Hemming, who was born in Taiwan and embraces the languages and heritages of both his parents, learned the value of adaptability and respecting various cultures during his childhood, frequently moving with his family to Portland, Ore., Hawaii, Utah and Seattle, Wash., where the family eventually settled; wherever his father’s job would take them to work at different universities.
Growing up with an appreciation for the positivity that comes from co-existence inspired Hemming to develop the Zen Compound, a portfolio of successful businesses he now owns and operates in his four-story, 50,000-square-foot building at 540 Howard St in San Francisco’s SOMA District. The building houses Temple Nightclub, now the top nightlife designation in the Bay Area; Temple Music Group, where more than 100 artists have released their records; ECO-SYSTM, a dynamic, eco-conscious co-working community; and Mirus Art Gallery, an intimate art gallery showcasing the works of renowned artists from the Bay Area’s back yard to throughout the world.
“There is a certain flow that one feels when going from floor-to-floor at Zen Compound,” says Hemming. “Though each business is vastly different, the fundamentals behind each are the same: responsibility in all forms, to each other and to our planet; constant evolution; and a drive to create something meaningful.”

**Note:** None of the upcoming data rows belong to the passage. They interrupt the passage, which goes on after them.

//! ParserCompiled -> TextParsed
//!
//! Launches the generated parser on the input text. The child receives the
//! runtime's preamble arguments followed by four positional arguments:
//!
//! ```text
//! <root rule> <absolute input path> <tokenize only: true|false> <prediction mode>
//! ```
//!
//! and reports back through the tagged stdout protocol and `line L:C` errors on
//! stderr (see [`crate::protocol`]).

use super::{absolute, file_name, record_exit, run_tool};
use crate::diagnosis::{Cancelled, Diagnosis, DiagnosisKind, StageError};
use crate::grammar::RuleEntry;
use crate::process::{CancellationToken, ProcessSpec};
use crate::protocol::{notify, EventSender, ParseEvent, TextOutput};
use crate::runtime::{PredictionMode, RuntimeDescriptor, TemplateContext, WorkspaceSettings};
use crate::source::Source;
use crate::workflow::{
    GrammarCheckedArtifacts, ParserCompiledArtifacts, StageOutcome, StateRef, TextParsedArtifacts,
    WorkflowStage, WorkflowState,
};
use std::fs;
use std::path::{Path, PathBuf};
use std::sync::Arc;
use tracing::info;

const STAGE: WorkflowStage = WorkflowStage::TextParsed;

/// What to parse and how
#[derive(Debug, Clone, Default)]
pub struct ParseParams {
    pub text_path: Option<PathBuf>,
    /// Entry rule; the first declared parser rule when unset
    pub root: Option<String>,
    pub tokenize_only: bool,
    pub prediction_mode: PredictionMode,
}

pub struct ParseRequest<'a> {
    pub runtime: &'a RuntimeDescriptor,
    pub workspace: &'a WorkspaceSettings,
    pub params: &'a ParseParams,
}

pub async fn parse_text(
    compiled: &StateRef<ParserCompiledArtifacts>,
    request: &ParseRequest<'_>,
    cancel: &CancellationToken,
    events: Option<&EventSender>,
) -> Result<StateRef<TextParsedArtifacts>, Cancelled> {
    if cancel.is_cancelled() {
        return Err(Cancelled);
    }

    let params = request.params;
    let mut outcome = StageOutcome::default();

    let Some(text_path) = &params.text_path else {
        let diagnosis = Diagnosis::error("File to parse is not specified", STAGE)
            .with_kind(DiagnosisKind::ConfigurationError);
        notify(events, ParseEvent::Diagnosis(diagnosis.clone()));
        outcome.push(diagnosis);
        return Ok(WorkflowState::derive(
            compiled,
            TextParsedArtifacts::default(),
            outcome,
        ));
    };

    let prepared = read_text(text_path).and_then(|text| {
        let root = compiled
            .artifacts()
            .rules
            .resolve(params.root.as_deref())
            .map_err(|err| StageError::Configuration(err.to_string()))?;
        let grammar = compiled
            .get::<GrammarCheckedArtifacts>()
            .map(|checked| checked.grammar_name.as_str())
            .unwrap_or_default();
        let spec = command(compiled.artifacts(), grammar, request, &root, text_path)?;
        Ok((text, root, spec))
    });
    let (text, root, spec) = match prepared {
        Ok(prepared) => prepared,
        Err(error) => {
            outcome.fail(STAGE, error, DiagnosisKind::ConfigurationError);
            return Ok(WorkflowState::derive(
                compiled,
                TextParsedArtifacts::default(),
                outcome,
            ));
        }
    };

    let mut output = TextOutput::new(
        Some(text),
        request.runtime.error_line_parser(),
        events.cloned(),
    );
    let status = run_tool(
        STAGE,
        &spec,
        &request.runtime.ignored_lines,
        &mut output,
        cancel,
        &mut outcome,
    )
    .await?;

    let (mut artifacts, diagnoses) = output.into_parts();
    artifacts.root = Some(root.name);
    outcome.diagnoses.extend(diagnoses);

    if let Some(status) = status {
        record_exit(STAGE, &spec.program, status, &mut outcome, events);
        info!(
            root = artifacts.root.as_deref().unwrap_or_default(),
            diagnoses = outcome.diagnoses.len(),
            "text parsed"
        );
    }

    Ok(WorkflowState::derive(compiled, artifacts, outcome))
}

fn read_text(path: &Path) -> Result<Arc<Source>, StageError> {
    let text = fs::read_to_string(path).map_err(|err| {
        StageError::Configuration(format!(
            "Cannot read file to parse '{}': {}",
            path.display(),
            err
        ))
    })?;
    Ok(Source::shared(file_name(path), text))
}

fn command(
    compiled: &ParserCompiledArtifacts,
    grammar: &str,
    request: &ParseRequest<'_>,
    root: &RuleEntry,
    text_path: &Path,
) -> Result<ProcessSpec, StageError> {
    let runtime = request.runtime;
    let working_dir = &compiled.working_dir;
    let runtime_dir = request.workspace.runtime_directory(&runtime.id);
    let context = TemplateContext {
        main_file: &runtime.main_file,
        working_dir,
        runtime_dir: &runtime_dir,
        grammar,
    };

    let tokenize_only = if request.params.tokenize_only {
        "true"
    } else {
        "false"
    };
    Ok(ProcessSpec::new(runtime.program(working_dir)?, working_dir)
        .args(context.expand_all(&runtime.arguments))
        .arg(root.name.as_str())
        .arg(absolute(text_path)?.display().to_string())
        .arg(tokenize_only)
        .arg(request.params.prediction_mode.as_str())
        .env(&runtime.environment))
}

When he was 19 years old, Hemming moved to San Francisco where he attended San Francisco State to pursue a film degree. Always seeking ways to express himself creatively, he began DJing part-time and became immersed in the San Francisco house music scene. When a fire burned down his apartment building, destroying his final film project, Hemming created an opportunity from adversity by using the settlement he received from the building’s owners to open a small record store called Zen City Records in Oakland, Calif. The endeavor was a huge success and just a couple of years later he was able to open a second location in the heart of The Mission District. The store became a hub for DJs and other musical artists to sell their music, as well as produce their music in the record studio located in the basement.
Throughout Hemming’s more than 20 years as an entrepreneur, he has always focused on paying it forward – to fellow musicians, entrepreneurs and the planet at large. By utilizing unique technologies such as an energy-producing dance floor in Temple Nightclub, building a rooftop garden, and mentoring startups that utilize the co-working space, Hemming pursues his passions responsibly, always keeping the impact he has on the planet in mind.